• **WHAT IS NEEDED**
Repeat every record exactly.

+++

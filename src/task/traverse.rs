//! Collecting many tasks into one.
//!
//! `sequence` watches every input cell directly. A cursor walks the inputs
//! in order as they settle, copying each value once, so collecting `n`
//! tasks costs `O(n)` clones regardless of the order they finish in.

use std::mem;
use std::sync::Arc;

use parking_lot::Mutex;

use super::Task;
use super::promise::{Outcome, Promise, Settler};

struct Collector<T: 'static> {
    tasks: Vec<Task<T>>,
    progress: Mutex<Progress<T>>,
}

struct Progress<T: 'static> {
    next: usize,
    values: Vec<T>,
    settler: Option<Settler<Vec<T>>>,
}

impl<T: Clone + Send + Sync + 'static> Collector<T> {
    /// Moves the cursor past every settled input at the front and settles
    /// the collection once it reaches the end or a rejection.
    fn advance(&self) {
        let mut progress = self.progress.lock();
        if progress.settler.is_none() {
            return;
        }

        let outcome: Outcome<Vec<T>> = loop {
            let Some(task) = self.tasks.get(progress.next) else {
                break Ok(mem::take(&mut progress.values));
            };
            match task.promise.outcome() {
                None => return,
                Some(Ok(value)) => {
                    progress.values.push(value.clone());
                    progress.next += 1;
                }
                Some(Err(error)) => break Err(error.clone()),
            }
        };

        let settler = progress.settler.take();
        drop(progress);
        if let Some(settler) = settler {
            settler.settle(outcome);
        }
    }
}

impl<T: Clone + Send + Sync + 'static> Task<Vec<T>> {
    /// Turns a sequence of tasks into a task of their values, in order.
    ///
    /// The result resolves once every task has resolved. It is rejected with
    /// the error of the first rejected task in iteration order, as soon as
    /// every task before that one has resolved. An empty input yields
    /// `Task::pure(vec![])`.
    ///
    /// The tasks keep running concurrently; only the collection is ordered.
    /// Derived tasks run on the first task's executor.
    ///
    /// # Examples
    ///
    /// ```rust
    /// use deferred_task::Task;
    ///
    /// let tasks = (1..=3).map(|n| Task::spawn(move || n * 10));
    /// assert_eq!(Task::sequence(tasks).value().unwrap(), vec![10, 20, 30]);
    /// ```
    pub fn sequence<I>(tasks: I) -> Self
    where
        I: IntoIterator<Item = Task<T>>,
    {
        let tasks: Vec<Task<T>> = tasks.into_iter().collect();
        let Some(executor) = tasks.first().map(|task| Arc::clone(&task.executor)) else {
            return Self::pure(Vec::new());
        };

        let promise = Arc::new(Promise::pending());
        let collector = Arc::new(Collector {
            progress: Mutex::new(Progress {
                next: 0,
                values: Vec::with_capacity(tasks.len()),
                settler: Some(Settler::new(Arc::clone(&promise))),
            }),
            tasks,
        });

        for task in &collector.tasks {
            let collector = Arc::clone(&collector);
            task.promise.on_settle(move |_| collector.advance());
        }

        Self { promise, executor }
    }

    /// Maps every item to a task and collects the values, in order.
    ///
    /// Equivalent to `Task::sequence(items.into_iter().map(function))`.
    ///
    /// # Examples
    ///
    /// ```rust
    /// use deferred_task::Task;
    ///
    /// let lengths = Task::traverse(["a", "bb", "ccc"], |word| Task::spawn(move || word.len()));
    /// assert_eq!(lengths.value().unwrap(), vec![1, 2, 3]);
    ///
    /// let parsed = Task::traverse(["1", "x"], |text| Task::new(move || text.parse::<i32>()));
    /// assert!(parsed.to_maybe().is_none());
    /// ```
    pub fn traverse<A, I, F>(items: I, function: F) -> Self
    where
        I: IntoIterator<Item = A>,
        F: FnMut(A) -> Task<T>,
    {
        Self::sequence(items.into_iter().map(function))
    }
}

+++

• **EXPECTED ANSWER**
filename src/task/traverse.rs
//! Collecting many tasks into one.
//!
//! `sequence` watches every input cell directly. A cursor walks the inputs
//! in order as they settle, copying each value once, so collecting `n`
//! tasks costs `O(n)` clones regardless of the order they finish in.

use std::mem;
use std::sync::Arc;

use parking_lot::Mutex;

use super::Task;
use super::promise::{Outcome, Promise, Settler};

struct Collector<T: 'static> {
    tasks: Vec<Task<T>>,
    progress: Mutex<Progress<T>>,
}

struct Progress<T: 'static> {
    next: usize,
    values: Vec<T>,
    settler: Option<Settler<Vec<T>>>,
}

impl<T: Clone + Send + Sync + 'static> Collector<T> {
    /// Moves the cursor past every settled input at the front and settles
    /// the collection once it reaches the end or a rejection.
    fn advance(&self) {
        let mut progress = self.progress.lock();
        if progress.settler.is_none() {
            return;
        }

        let outcome: Outcome<Vec<T>> = loop {
            let Some(task) = self.tasks.get(progress.next) else {
                break Ok(mem::take(&mut progress.values));
            };
            match task.promise.outcome() {
                None => return,
                Some(Ok(value)) => {
                    progress.values.push(value.clone());
                    progress.next += 1;
                }
                Some(Err(error)) => break Err(error.clone()),
            }
        };

        let settler = progress.settler.take();
        drop(progress);
        if let Some(settler) = settler {
            settler.settle(outcome);
        }
    }
}

impl<T: Clone + Send + Sync + 'static> Task<Vec<T>> {
    /// Turns a sequence of tasks into a task of their values, in order.
    ///
    /// The result resolves once every task has resolved. It is rejected with
    /// the error of the first rejected task in iteration order, as soon as
    /// every task before that one has resolved. An empty input yields
    /// `Task::pure(vec![])`.
    ///
    /// The tasks keep running concurrently; only the collection is ordered.
    /// Derived tasks run on the first task's executor.
    ///
    /// # Examples
    ///
    /// ```rust
    /// use deferred_task::Task;
    ///
    /// let tasks = (1..=3).map(|n| Task::spawn(move || n * 10));
    /// assert_eq!(Task::sequence(tasks).value().unwrap(), vec![10, 20, 30]);
    /// ```
    pub fn sequence<I>(tasks: I) -> Self
    where
        I: IntoIterator<Item = Task<T>>,
    {
        let tasks: Vec<Task<T>> = tasks.into_iter().collect();
        let Some(executor) = tasks.first().map(|task| Arc::clone(&task.executor)) else {
            return Self::pure(Vec::new());
        };

        let promise = Arc::new(Promise::pending());
        let collector = Arc::new(Collector {
            progress: Mutex::new(Progress {
                next: 0,
                values: Vec::with_capacity(tasks.len()),
                settler: Some(Settler::new(Arc::clone(&promise))),
            }),
            tasks,
        });

        for task in &collector.tasks {
            let collector = Arc::clone(&collector);
            task.promise.on_settle(move |_| collector.advance());
        }

        Self { promise, executor }
    }

    /// Maps every item to a task and collects the values, in order.
    ///
    /// Equivalent to `Task::sequence(items.into_iter().map(function))`.
    ///
    /// # Examples
    ///
    /// ```rust
    /// use deferred_task::Task;
    ///
    /// let lengths = Task::traverse(["a", "bb", "ccc"], |word| Task::spawn(move || word.len()));
    /// assert_eq!(lengths.value().unwrap(), vec![1, 2, 3]);
    ///
    /// let parsed = Task::traverse(["1", "x"], |text| Task::new(move || text.parse::<i32>()));
    /// assert!(parsed.to_maybe().is_none());
    /// ```
    pub fn traverse<A, I, F>(items: I, function: F) -> Self
    where
        I: IntoIterator<Item = A>,
        F: FnMut(A) -> Task<T>,
    {
        Self::sequence(items.into_iter().map(function))
    }
}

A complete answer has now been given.